### SOURCE DATA
>>>

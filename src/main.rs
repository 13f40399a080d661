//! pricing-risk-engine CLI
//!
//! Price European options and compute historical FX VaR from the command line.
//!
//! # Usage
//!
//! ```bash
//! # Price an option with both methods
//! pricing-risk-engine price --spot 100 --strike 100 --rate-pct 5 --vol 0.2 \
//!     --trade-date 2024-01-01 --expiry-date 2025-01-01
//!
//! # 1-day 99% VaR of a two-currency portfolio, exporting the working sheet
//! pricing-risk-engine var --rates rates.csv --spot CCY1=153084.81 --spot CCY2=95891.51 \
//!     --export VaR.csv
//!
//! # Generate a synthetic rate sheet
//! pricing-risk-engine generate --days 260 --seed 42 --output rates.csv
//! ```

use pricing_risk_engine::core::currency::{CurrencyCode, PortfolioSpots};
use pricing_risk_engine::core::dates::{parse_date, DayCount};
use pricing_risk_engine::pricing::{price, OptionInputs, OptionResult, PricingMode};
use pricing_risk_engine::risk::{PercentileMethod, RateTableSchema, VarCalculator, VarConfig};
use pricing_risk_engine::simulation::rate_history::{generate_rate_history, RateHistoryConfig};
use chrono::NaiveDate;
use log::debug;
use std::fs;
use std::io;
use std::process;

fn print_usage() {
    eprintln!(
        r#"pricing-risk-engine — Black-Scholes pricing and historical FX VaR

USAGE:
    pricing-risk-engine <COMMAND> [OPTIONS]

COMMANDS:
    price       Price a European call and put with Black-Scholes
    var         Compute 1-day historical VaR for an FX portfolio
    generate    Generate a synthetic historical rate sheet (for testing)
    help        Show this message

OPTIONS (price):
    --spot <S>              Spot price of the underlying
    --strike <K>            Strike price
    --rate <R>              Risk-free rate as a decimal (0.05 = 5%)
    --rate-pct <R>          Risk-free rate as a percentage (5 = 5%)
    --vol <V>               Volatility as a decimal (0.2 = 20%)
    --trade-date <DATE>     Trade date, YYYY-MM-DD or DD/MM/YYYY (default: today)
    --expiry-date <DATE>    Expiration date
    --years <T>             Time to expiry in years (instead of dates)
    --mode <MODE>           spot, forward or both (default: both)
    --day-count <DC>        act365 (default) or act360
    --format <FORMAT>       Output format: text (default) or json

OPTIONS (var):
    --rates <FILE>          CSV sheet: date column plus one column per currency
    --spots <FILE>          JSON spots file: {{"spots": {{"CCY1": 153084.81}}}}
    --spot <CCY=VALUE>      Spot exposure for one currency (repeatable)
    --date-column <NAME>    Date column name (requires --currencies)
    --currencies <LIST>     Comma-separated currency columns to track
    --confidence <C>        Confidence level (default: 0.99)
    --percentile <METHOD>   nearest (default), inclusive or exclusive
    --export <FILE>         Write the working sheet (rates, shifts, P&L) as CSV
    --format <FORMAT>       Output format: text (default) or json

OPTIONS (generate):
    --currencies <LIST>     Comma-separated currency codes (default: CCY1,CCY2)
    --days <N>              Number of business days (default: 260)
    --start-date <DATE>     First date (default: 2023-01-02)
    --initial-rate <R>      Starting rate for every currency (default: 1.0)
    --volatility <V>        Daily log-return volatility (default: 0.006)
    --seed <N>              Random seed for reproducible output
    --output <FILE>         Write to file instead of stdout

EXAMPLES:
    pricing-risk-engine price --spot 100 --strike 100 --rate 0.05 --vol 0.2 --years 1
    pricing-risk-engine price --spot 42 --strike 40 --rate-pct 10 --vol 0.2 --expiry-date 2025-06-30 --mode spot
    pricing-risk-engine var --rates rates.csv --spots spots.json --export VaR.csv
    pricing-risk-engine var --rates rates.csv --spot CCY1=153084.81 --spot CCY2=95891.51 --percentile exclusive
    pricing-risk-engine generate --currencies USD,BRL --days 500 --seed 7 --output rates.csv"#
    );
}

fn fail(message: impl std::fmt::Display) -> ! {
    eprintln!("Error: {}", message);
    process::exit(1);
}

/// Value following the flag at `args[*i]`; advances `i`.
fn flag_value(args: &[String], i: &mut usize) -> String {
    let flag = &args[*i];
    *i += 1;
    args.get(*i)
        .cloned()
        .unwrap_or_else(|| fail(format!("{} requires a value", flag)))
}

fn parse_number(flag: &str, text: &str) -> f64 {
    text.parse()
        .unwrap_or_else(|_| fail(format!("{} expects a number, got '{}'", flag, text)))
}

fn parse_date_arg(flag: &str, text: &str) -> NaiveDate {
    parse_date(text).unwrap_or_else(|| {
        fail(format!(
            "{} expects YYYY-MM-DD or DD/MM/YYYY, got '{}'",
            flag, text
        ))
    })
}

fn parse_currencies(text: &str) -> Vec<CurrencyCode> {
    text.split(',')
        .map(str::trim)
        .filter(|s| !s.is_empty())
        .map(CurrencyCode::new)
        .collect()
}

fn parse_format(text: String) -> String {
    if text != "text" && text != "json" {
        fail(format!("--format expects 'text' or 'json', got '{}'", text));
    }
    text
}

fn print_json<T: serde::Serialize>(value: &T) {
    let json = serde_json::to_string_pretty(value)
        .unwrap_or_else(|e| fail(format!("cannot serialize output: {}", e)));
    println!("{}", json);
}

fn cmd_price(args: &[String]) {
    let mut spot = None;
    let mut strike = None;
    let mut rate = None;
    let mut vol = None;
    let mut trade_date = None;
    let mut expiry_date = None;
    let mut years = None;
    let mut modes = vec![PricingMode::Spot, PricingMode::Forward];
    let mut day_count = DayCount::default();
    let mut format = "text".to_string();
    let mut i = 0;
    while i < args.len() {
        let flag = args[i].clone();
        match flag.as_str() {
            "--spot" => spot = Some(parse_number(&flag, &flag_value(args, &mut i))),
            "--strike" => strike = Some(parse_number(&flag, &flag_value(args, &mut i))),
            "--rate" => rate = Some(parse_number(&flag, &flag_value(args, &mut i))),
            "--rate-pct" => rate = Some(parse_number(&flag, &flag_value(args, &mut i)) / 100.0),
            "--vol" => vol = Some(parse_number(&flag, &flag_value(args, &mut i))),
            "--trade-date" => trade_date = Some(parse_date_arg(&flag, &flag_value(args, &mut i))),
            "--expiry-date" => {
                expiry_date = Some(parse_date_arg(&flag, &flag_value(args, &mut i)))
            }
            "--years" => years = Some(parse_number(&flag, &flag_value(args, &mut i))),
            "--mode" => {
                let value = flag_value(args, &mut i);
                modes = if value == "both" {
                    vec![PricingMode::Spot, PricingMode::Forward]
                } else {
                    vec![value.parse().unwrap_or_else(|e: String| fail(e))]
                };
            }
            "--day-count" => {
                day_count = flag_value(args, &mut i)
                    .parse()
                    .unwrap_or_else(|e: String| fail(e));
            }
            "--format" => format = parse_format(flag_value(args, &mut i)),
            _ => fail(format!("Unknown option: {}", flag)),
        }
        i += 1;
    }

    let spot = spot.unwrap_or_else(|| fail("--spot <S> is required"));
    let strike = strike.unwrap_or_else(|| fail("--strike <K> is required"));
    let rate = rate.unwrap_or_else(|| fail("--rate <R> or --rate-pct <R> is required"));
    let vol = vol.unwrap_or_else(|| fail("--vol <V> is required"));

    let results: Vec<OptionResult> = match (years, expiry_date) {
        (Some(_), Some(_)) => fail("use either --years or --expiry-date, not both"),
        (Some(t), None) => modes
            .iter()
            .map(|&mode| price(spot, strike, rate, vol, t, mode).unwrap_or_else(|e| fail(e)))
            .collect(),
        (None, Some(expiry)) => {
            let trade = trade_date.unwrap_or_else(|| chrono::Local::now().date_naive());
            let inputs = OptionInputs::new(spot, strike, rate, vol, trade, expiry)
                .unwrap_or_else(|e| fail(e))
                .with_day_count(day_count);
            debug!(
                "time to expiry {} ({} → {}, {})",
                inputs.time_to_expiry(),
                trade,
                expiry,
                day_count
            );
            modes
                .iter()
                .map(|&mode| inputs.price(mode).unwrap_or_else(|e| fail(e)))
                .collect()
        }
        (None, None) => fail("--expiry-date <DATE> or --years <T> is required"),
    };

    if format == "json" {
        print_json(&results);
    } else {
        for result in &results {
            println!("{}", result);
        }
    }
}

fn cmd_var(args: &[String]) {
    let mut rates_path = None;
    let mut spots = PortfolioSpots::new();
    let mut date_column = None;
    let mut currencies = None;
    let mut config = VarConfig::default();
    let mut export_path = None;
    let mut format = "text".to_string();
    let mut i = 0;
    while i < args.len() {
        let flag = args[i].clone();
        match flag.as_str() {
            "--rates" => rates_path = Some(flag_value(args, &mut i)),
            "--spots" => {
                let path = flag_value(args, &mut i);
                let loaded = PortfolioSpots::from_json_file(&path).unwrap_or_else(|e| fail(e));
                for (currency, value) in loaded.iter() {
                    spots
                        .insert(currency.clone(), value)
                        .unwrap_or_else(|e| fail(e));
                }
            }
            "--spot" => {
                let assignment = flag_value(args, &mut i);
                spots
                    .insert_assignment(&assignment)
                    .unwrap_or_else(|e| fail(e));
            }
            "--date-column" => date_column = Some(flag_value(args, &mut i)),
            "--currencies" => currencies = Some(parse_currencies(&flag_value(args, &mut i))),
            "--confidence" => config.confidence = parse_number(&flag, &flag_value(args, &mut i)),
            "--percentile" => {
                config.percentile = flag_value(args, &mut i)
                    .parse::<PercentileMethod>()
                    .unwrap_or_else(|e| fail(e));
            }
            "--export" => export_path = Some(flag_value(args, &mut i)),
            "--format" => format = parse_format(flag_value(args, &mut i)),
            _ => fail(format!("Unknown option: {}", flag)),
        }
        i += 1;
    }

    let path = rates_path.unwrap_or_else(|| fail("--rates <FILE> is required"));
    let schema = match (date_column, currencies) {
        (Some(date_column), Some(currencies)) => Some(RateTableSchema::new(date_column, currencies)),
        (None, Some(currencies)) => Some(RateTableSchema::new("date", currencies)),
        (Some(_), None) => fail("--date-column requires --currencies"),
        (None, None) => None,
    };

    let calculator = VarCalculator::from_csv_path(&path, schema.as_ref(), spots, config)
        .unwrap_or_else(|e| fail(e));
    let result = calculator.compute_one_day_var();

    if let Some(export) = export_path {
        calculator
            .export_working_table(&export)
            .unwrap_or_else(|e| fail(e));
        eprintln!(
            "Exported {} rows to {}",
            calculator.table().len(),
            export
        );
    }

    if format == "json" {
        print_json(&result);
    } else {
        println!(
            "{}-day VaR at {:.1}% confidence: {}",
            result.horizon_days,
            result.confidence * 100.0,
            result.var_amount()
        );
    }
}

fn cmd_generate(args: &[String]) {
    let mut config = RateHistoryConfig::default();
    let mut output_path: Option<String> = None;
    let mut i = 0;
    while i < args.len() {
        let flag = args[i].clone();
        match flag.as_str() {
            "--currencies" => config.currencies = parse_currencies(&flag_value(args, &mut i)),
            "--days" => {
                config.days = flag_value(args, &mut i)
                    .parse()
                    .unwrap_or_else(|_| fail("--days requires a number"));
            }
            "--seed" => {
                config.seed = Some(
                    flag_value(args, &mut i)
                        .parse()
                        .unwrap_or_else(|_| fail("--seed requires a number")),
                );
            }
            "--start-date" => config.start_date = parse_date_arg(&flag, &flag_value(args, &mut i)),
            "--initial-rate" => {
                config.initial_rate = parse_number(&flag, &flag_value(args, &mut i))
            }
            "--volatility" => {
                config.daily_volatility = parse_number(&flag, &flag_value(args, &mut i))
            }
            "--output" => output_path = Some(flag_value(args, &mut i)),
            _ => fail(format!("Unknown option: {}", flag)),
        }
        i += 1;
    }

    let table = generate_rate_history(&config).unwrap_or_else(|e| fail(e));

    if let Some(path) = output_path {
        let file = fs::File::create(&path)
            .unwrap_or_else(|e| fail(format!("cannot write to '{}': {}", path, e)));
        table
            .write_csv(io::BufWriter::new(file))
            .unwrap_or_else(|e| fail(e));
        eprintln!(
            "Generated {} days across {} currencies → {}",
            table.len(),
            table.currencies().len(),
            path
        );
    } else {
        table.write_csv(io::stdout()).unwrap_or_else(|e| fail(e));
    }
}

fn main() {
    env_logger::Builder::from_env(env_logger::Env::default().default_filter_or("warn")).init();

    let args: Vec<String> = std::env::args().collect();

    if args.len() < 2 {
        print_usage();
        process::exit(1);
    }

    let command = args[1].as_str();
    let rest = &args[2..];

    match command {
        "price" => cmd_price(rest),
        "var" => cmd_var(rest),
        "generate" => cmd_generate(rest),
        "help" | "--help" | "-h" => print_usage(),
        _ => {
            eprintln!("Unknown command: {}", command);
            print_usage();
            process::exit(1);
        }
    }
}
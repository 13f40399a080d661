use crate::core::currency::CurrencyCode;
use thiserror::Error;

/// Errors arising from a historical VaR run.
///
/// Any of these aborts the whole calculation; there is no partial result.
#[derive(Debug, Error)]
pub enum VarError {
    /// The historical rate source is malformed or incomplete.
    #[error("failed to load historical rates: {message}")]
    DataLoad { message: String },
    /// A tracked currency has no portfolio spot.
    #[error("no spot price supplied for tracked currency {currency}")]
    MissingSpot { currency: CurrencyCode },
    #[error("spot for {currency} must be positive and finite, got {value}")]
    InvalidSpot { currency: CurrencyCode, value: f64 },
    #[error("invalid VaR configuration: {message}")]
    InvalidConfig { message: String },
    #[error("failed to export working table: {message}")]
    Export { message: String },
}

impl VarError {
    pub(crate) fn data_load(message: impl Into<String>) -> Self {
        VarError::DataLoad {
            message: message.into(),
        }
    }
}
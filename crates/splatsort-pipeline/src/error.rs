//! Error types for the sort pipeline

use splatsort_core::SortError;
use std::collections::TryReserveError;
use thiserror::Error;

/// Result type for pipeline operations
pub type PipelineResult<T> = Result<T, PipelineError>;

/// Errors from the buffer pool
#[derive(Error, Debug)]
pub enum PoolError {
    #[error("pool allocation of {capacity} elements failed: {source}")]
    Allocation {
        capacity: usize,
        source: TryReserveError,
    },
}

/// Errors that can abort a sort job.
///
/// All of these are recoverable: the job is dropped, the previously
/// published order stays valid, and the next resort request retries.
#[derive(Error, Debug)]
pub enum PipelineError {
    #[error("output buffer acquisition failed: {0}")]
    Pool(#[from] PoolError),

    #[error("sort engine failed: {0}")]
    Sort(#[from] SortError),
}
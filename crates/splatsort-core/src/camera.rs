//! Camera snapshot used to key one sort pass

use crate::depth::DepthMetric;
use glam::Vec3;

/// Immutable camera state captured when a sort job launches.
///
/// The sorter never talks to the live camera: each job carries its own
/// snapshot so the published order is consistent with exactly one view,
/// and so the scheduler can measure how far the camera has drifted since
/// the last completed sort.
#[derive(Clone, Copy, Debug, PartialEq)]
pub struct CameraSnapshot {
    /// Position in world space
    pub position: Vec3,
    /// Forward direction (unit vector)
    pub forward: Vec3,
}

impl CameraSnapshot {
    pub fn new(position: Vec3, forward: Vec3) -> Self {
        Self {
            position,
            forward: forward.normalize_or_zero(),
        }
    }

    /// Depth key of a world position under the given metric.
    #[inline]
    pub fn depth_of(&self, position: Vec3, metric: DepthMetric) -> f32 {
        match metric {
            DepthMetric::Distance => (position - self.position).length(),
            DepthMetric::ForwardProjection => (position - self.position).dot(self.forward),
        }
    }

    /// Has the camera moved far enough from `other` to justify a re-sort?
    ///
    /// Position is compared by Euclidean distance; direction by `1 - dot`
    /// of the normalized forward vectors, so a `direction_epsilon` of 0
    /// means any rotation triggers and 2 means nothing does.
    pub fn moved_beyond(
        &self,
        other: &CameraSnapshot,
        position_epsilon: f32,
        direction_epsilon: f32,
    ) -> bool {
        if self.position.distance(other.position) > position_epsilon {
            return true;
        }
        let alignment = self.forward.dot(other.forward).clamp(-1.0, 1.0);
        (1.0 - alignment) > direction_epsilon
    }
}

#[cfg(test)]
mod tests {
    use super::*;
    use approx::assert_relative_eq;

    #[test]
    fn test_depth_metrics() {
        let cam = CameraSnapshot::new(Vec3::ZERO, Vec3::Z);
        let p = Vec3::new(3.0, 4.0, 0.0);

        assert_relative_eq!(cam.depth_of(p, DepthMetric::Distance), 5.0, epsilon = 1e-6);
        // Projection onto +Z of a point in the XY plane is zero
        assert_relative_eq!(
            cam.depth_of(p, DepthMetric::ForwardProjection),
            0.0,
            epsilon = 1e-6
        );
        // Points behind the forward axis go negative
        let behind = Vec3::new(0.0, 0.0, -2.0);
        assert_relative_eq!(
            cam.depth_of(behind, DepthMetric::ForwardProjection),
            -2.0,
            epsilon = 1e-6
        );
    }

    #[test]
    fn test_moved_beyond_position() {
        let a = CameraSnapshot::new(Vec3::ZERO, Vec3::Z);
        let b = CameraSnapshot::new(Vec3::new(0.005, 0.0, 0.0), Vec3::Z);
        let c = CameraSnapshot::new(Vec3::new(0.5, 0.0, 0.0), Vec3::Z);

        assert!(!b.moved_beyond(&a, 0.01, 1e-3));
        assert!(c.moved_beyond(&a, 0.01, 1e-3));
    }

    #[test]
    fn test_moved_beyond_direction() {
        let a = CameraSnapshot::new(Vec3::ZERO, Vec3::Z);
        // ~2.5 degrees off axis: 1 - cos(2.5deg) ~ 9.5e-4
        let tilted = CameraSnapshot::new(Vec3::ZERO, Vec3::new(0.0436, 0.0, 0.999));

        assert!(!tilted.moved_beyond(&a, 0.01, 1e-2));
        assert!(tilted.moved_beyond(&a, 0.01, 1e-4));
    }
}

<<<

### WORK ORDER
Please copy all lines of the listing in which the string "axis" occurs.

### RESULT OF THIS TASK
        // Points behind the forward axis go negative
        // ~2.5 degrees off axis: 1 - cos(2.5deg) ~ 9.5e-4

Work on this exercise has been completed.